In 1983 Wiens, Rourke and colleagues had the results of their research on the subject published. The small mammal species Aethomys namaquensis, Myomyscus verreauxii, Rhabdomys pumilio and Elephantulus edwardii were caught in almost equal amounts in traps in P. recondita shrubs, and all four species have been experimentally confirmed to feed on and pollinate Protea florets in the laboratory. E. edwardii, which is in fact not a rodent but an elephant shrew, only licked the tops of the flower heads, but is thought to thus likely pollinate the florets anyway. E. edwardii and the diurnal mouse Rhabdomys pumilio were captured with large amounts of pollen in faecal samples taken directly from the colon, which likely was due to ingestion during the grooming of their snouts. Faecal pellets, also containing pollen, of these creatures was the only defecation found in the flower heads of this Protea, which due to the terminal placements and protected nature of the heads can only come from frequent and relatively long visits of animals crawling inside the flower. Aethomys and Rhabdomys have been caught and seen higher up in the branches of rodent-pollinated proteas, and thus may be better at pollinating specifically this protea. Rodent pollinators may sometimes nibble on the bracts and styles of flower heads, destroying a percentage of the structure on a number of inflorescences, R. pumilio appears to be most likely responsible for this.

===Wildfires===
The adult plants are killed by the wildfires which periodically move through its habitat, but the seeds can survive such an event.
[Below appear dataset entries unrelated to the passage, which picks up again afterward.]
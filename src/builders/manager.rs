//! Manager Builder
//!
//! Fluent builder for [`CredentialManager`] and its collaborators.

use std::path::PathBuf;
use std::sync::Arc;
use std::time::Duration;
use url::Url;

use crate::core::{HttpTransport, ReqwestHttpTransport};
use crate::error::{ConfigurationError, CredentialError, CredentialResult};
use crate::flows::{
    AuthorizationFlowProvider, BrowserLauncher, DefaultTokenRefresher, LoopbackConsentFlow,
    SystemBrowser, TokenRefresher,
};
use crate::token::{CredentialManager, DefaultTokenRevoker, FileTokenStore, TokenRevoker, TokenStore};
use crate::types::{ClientIdentity, CredentialManagerConfig};

/// Credential manager builder.
///
/// Anything not injected gets its production implementation: a
/// [`FileTokenStore`] under `token_dir`, a [`LoopbackConsentFlow`] with the
/// system browser, and reqwest-backed refresh and revocation.
#[derive(Default)]
pub struct CredentialManagerBuilder {
    config: CredentialManagerConfig,
    client: Option<ClientIdentity>,
    store: Option<Arc<dyn TokenStore>>,
    flow: Option<Arc<dyn AuthorizationFlowProvider>>,
    refresher: Option<Arc<dyn TokenRefresher>>,
    revoker: Option<Arc<dyn TokenRevoker>>,
    transport: Option<Arc<dyn HttpTransport>>,
    browser: Option<Arc<dyn BrowserLauncher>>,
}

impl CredentialManagerBuilder {
    pub fn new() -> Self {
        Self::default()
    }

    /// Start from an existing configuration.
    pub fn config(mut self, config: CredentialManagerConfig) -> Self {
        self.config = config;
        self
    }

    /// Path of the Google client secrets file.
    pub fn client_secret_file(mut self, path: impl Into<PathBuf>) -> Self {
        self.config.client_secret_file = path.into();
        self
    }

    /// Directory for persisted credential records.
    pub fn token_dir(mut self, dir: impl Into<PathBuf>) -> Self {
        self.config.token_dir = dir.into();
        self
    }

    pub fn refresh_buffer(mut self, buffer: Duration) -> Self {
        self.config.refresh_buffer = buffer;
        self
    }

    /// HTTP timeout for refresh, code exchange and revocation.
    pub fn timeout(mut self, timeout: Duration) -> Self {
        self.config.timeout = timeout;
        self
    }

    pub fn callback_timeout(mut self, timeout: Duration) -> Self {
        self.config.callback_timeout = Some(timeout);
        self
    }

    pub fn revocation_endpoint(mut self, endpoint: impl Into<String>) -> Self {
        self.config.revocation_endpoint = endpoint.into();
        self
    }

    /// Use this client identity instead of reading the secrets file.
    pub fn client_identity(mut self, client: ClientIdentity) -> Self {
        self.client = Some(client);
        self
    }

    pub fn store(mut self, store: Arc<dyn TokenStore>) -> Self {
        self.store = Some(store);
        self
    }

    pub fn flow(mut self, flow: Arc<dyn AuthorizationFlowProvider>) -> Self {
        self.flow = Some(flow);
        self
    }

    pub fn refresher(mut self, refresher: Arc<dyn TokenRefresher>) -> Self {
        self.refresher = Some(refresher);
        self
    }

    pub fn revoker(mut self, revoker: Arc<dyn TokenRevoker>) -> Self {
        self.revoker = Some(revoker);
        self
    }

    pub fn transport(mut self, transport: Arc<dyn HttpTransport>) -> Self {
        self.transport = Some(transport);
        self
    }

    pub fn browser(mut self, browser: Arc<dyn BrowserLauncher>) -> Self {
        self.browser = Some(browser);
        self
    }

    /// Build the manager.
    pub fn build(self) -> CredentialResult<CredentialManager> {
        let config = self.config;

        if self.revoker.is_none() {
            Url::parse(&config.revocation_endpoint).map_err(|_| {
                ConfigurationError::InvalidEndpoint {
                    url: config.revocation_endpoint.clone(),
                }
            })?;
        }
        if config.timeout.is_zero() {
            return Err(CredentialError::invalid_request("timeout must be non-zero"));
        }

        let mut transport = self.transport;
        let mut http = || -> CredentialResult<Arc<dyn HttpTransport>> {
            if let Some(transport) = &transport {
                return Ok(transport.clone());
            }
            let created: Arc<dyn HttpTransport> =
                Arc::new(ReqwestHttpTransport::with_timeout(config.timeout)?);
            transport = Some(created.clone());
            Ok(created)
        };

        let flow: Arc<dyn AuthorizationFlowProvider> = match self.flow {
            Some(flow) => flow,
            None => {
                let browser: Arc<dyn BrowserLauncher> = match self.browser {
                    Some(browser) => browser,
                    None => Arc::new(SystemBrowser),
                };
                Arc::new(
                    LoopbackConsentFlow::new(http()?, browser)
                        .with_callback_timeout(config.callback_timeout),
                )
            }
        };
        let refresher: Arc<dyn TokenRefresher> = match self.refresher {
            Some(refresher) => refresher,
            None => Arc::new(DefaultTokenRefresher::new(http()?)),
        };
        let revoker: Arc<dyn TokenRevoker> = match self.revoker {
            Some(revoker) => revoker,
            None => Arc::new(DefaultTokenRevoker::new(
                config.revocation_endpoint.clone(),
                http()?,
            )),
        };
        let store: Arc<dyn TokenStore> = match self.store {
            Some(store) => store,
            None => Arc::new(FileTokenStore::new(config.token_dir.clone())),
        };

        Ok(CredentialManager::new(
            config,
            self.client,
            store,
            flow,
            refresher,
            revoker,
        ))
    }
}

/// Create a new credential manager builder.
pub fn credential_manager() -> CredentialManagerBuilder {
    CredentialManagerBuilder::new()
}

#[cfg(test)]
mod tests {
    use super::*;
    use crate::core::MockHttpTransport;
    use crate::flows::{MockAuthorizationFlow, MockTokenRefresher};
    use crate::token::{InMemoryTokenStore, MockTokenRevoker};
    use crate::types::ScopeSet;

    #[test]
    fn test_builder_defaults() {
        let manager = credential_manager().build().unwrap();
        let config = manager.config();
        assert_eq!(config.token_dir, PathBuf::from(".tokens"));
        assert_eq!(config.timeout, Duration::from_secs(30));
    }

    #[test]
    fn test_builder_overrides() {
        let manager = credential_manager()
            .client_secret_file("secrets/client.json")
            .token_dir("/tmp/tokens")
            .refresh_buffer(Duration::from_secs(60))
            .callback_timeout(Duration::from_secs(120))
            .transport(Arc::new(MockHttpTransport::new()))
            .build()
            .unwrap();

        let config = manager.config();
        assert_eq!(config.client_secret_file, PathBuf::from("secrets/client.json"));
        assert_eq!(config.refresh_buffer, Duration::from_secs(60));
        assert_eq!(config.callback_timeout, Some(Duration::from_secs(120)));
    }

    #[test]
    fn test_builder_rejects_bad_revocation_endpoint() {
        let result = credential_manager().revocation_endpoint("not a url").build();
        assert!(matches!(
            result,
            Err(CredentialError::ConfigurationMissing(ConfigurationError::InvalidEndpoint { .. }))
        ));

        let result = credential_manager().timeout(Duration::ZERO).build();
        assert!(matches!(result, Err(CredentialError::InvalidRequest { .. })));
    }

    #[tokio::test]
    async fn test_builder_injected_collaborators() {
        let flow = Arc::new(MockAuthorizationFlow::new());
        let manager = credential_manager()
            .client_identity(ClientIdentity::new("cid", None))
            .store(Arc::new(InMemoryTokenStore::new()))
            .flow(flow.clone())
            .refresher(Arc::new(MockTokenRefresher::new()))
            .revoker(Arc::new(MockTokenRevoker::new()))
            .build()
            .unwrap();

        let scopes = ScopeSet::new(["videos.upload"]).unwrap();
        manager.acquire_default(&scopes).await.unwrap();
        assert!(manager.check_cached(&scopes, "default").await);
        assert_eq!(flow.call_count(), 1);
    }
}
After the flowers are pollinated, the mature fruit is retained in the infructescence: fire-resistant seed heads which are persistently retained for a few years on the plant. When they are eventually released after fires, the seeds are dispersed by the wind.

==Conservation==
Protea recondita is a locally common species in the southern third of its range, but the numbers of the total population are thought to be decreasing, because certain northern subpopulations are declining. According to the South African National Biodiversity Institute (SANBI) in 2019, it is especially threatened by habitat fragmentation from natural reasons, as well as possibly too frequent wildfires, overgrazing by livestock and invasive plants, although none of these threats are considered severe. Although they considered the species to be too common to classify the conservation status as 'vulnerable', SANBI concluded that the above threats were implicit enough to warrant an assessment of 'near threatened' for the Red List of South African Plants. It was first assessed by SANBI for this list in 2009, also as 'near threatened'. In 2005 Bomhard et al. predicted, based on their reading of models projecting the effects of climate change, that many species of Proteaceae would be extinct by 2020, but that P. recondita would have been one of the few species which would expand its distribution. Needless to say, as of 2020, the predictions of Bomhard et al. have proved somewhat inaccurate.

In the past, a very small part of its historic range (4%) was sacrificed to the development of fruit orchards, but agriculture is no longer considered a threat for the survival of the species, because most of the remaining range is within protected areas. Visitors to the Sneeuberg mountain in the Cederberg Wilderness Area can see the species protected in situ.

Although in the south the species grows in dense clumps, the natural habitat fragmentation is especially prevalent in the northern 50% or so of its range, a region spanning a distance of some . This is due to erosion, which will slowly cause this species' habitat to shrink over the next few dozen million years. The ten subpopulations from the Cederberg range and the population on the Piketberg are small, isolated, and furthermore declining for unknown reasons. Five of these subpopulations consist of only a single plant, the Piketberg population consists of two plants, the other five number 3 to 140 individuals.